Using a new design tube, Thomson successively showed that: (1) cathode rays are deflected in a magnetic field in the absence of electric; (2) Cathodic rays are deflected in the electric field in the absence of magnetic; and (3) with the simultaneous action of electrical and magnetic fields of a balanced intensity oriented in directions, causing separately deviations in opposite sides, cathode rays spread straightforwardly, that is, the action of two fields is mutually bated.

Thomson found out that the relationship between electric and magnetic fields, in which their action is balanced, depends on the speed with which the particles are moving. After measuring, Thomson was able to determine the speed of the cathode rays. It turned out that they move significantly slower the speed of light, from which it should be that cathode rays can only be particles, since any electromagnetic radiation, including the light itself, propagates with the speed of light (see the electromagnetic radiation spectrum). These unknown particles. Thomson called "corpuscles", but soon they began to be called "electrons".

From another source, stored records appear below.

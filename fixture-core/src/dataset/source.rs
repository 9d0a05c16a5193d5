use std::sync::Arc;

use tracing::debug;

use super::iterator::{LookupTableIterator, TableIterator};
use super::DataSet;
use crate::config::{FixtureConfig, TableMode};
use crate::error::{Error, Result};
use crate::registry::OrderedTableNameMap;
use crate::schema::TableMetadata;
use crate::source::{RowCursor, RowSource};
use crate::table::{load_cursor, StreamingTable, TableRef};

/// Dataset reading its tables from a [`RowSource`]
///
/// Each registered table is either a whole source table or the result of
/// a query. Tables are opened when looked up or reached by an iterator;
/// in [`TableMode::Cached`] they are read fully into memory, in
/// [`TableMode::ForwardOnly`] they stream from the open cursor.
pub struct SourceDataSet {
    source: Arc<dyn RowSource>,
    /// Registered name -> query, `None` for a whole table
    tables: OrderedTableNameMap<Option<String>>,
    mode: TableMode,
}

impl SourceDataSet {
    /// Dataset over every table the source lists
    pub fn new(source: Arc<dyn RowSource>, config: &FixtureConfig) -> Result<Self> {
        let names = source.table_names()?;
        let mut dataset = Self::empty(source, config);
        for name in names {
            dataset.add_table(&name)?;
        }
        Ok(dataset)
    }

    /// Dataset with no tables registered yet
    pub fn empty(source: Arc<dyn RowSource>, config: &FixtureConfig) -> Self {
        Self {
            source,
            tables: OrderedTableNameMap::new(config.case_sensitive_table_names),
            mode: config.table_mode,
        }
    }

    /// Register a whole source table
    pub fn add_table(&mut self, name: &str) -> Result<()> {
        self.tables.add(name, None)
    }

    /// Register a query whose result is exposed as table `name`
    pub fn add_query(&mut self, name: &str, query: &str) -> Result<()> {
        self.tables.add(name, Some(query.to_string()))
    }

    fn open(&self, name: &str) -> Result<Box<dyn RowCursor>> {
        let query = self
            .tables
            .get(name)
            .ok_or_else(|| Error::NoSuchTable(name.to_string()))?;
        let registered = self.tables.registered_name(name).unwrap_or(name);
        match query {
            Some(sql) => self.source.open_query(registered, sql),
            None => self.source.open_table(registered),
        }
    }
}

impl DataSet for SourceDataSet {
    fn table_names(&self) -> Result<Vec<String>> {
        Ok(self.tables.ordered_names())
    }

    fn table_metadata(&self, name: &str) -> Result<TableMetadata> {
        match self.tables.get(name) {
            Some(None) => {
                let registered = self.tables.registered_name(name).unwrap_or(name);
                self.source.table_metadata(registered)
            }
            Some(Some(_)) => {
                let mut cursor = self.open(name)?;
                let metadata = cursor.metadata().clone();
                cursor.close()?;
                Ok(metadata)
            }
            None => Err(Error::NoSuchTable(name.to_string())),
        }
    }

    fn table(&self, name: &str) -> Result<TableRef> {
        let cursor = self.open(name)?;
        debug!(table = %name, mode = ?self.mode, "opening table");
        Ok(match self.mode {
            TableMode::Cached => Arc::new(load_cursor(cursor)?),
            TableMode::ForwardOnly => Arc::new(StreamingTable::new(cursor)),
        })
    }

    fn iter(&self) -> Result<Box<dyn TableIterator + '_>> {
        let names = self.tables.ordered_names();
        Ok(Box::new(LookupTableIterator::new(self, names)))
    }

    fn reverse_iter(&self) -> Result<Box<dyn TableIterator + '_>> {
        let mut names = self.tables.ordered_names();
        names.reverse();
        Ok(Box::new(LookupTableIterator::new(self, names)))
    }

    fn is_case_sensitive(&self) -> bool {
        self.tables.case_sensitive()
    }
}

#[cfg(test)]
mod tests {
    use super::*;
    use crate::dataset::tests::iterated_names;
    use crate::memory::MemoryDatabase;
    use crate::table::tests::grid;
    use crate::value::Value;

    fn database() -> MemoryDatabase {
        MemoryDatabase::new(false)
            .with_table(grid("orders", 3, 2))
            .unwrap()
            .with_table(grid("customers", 1, 1))
            .unwrap()
            .with_query("select c1 from orders", grid("orders", 3, 1))
    }

    #[test]
    fn test_cached_mode_loads_tables() {
        let db = Arc::new(database());
        let ds = SourceDataSet::new(db.clone(), &FixtureConfig::default()).unwrap();
        assert_eq!(ds.table_names().unwrap(), vec!["orders", "customers"]);

        let orders = ds.table("ORDERS").unwrap();
        assert_eq!(orders.row_count().unwrap(), 3);
        assert_eq!(orders.value(2, "c2").unwrap(), Value::Int(22));
        assert_eq!(db.opened_cursors(), db.closed_cursors());
        assert_eq!(
            iterated_names(ds.reverse_iter().unwrap().as_mut()),
            vec!["customers", "orders"]
        );
    }

    #[test]
    fn test_forward_only_mode_streams() {
        let db = Arc::new(database());
        let config = FixtureConfig {
            table_mode: TableMode::ForwardOnly,
            ..FixtureConfig::default()
        };
        let ds = SourceDataSet::new(db.clone(), &config).unwrap();
        let orders = ds.table("orders").unwrap();
        assert!(orders.row_count().unwrap_err().is_unsupported());
        assert_eq!(orders.value(0, "c1").unwrap(), Value::Int(1));
        assert_eq!(db.closed_cursors(), 0);
        drop(orders);
        assert_eq!(db.closed_cursors(), 1);
    }

    #[test]
    fn test_query_tables() {
        let db = Arc::new(database());
        let mut ds = SourceDataSet::empty(db, &FixtureConfig::default());
        ds.add_query("recent", "select c1 from orders").unwrap();
        assert!(matches!(ds.add_table("RECENT"), Err(Error::DuplicateName(_))));

        let metadata = ds.table_metadata("recent").unwrap();
        assert_eq!(metadata.column_names(), vec!["c1"]);
        assert_eq!(ds.table("recent").unwrap().name(), "recent");
        assert!(matches!(ds.table("missing"), Err(Error::NoSuchTable(_))));
    }
}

Immediately it became clear that the electrons are obliged to exist as part of atoms - otherwise, where did they come from? April 30, 1897 - the date of the report Thomson they received results at the meeting of the London Royal Society - is considered the birthday of an electron. And on this day, it was deposited into the past idea of \u200b\u200bthe "indivisibility" of atoms (see the atomic theory of the structure of the substance). Together with the discovery of the atomic nucleus that followed in ten with a small years (see Rangeford's experience) The opening of an electron laid the foundation of the modern atom model.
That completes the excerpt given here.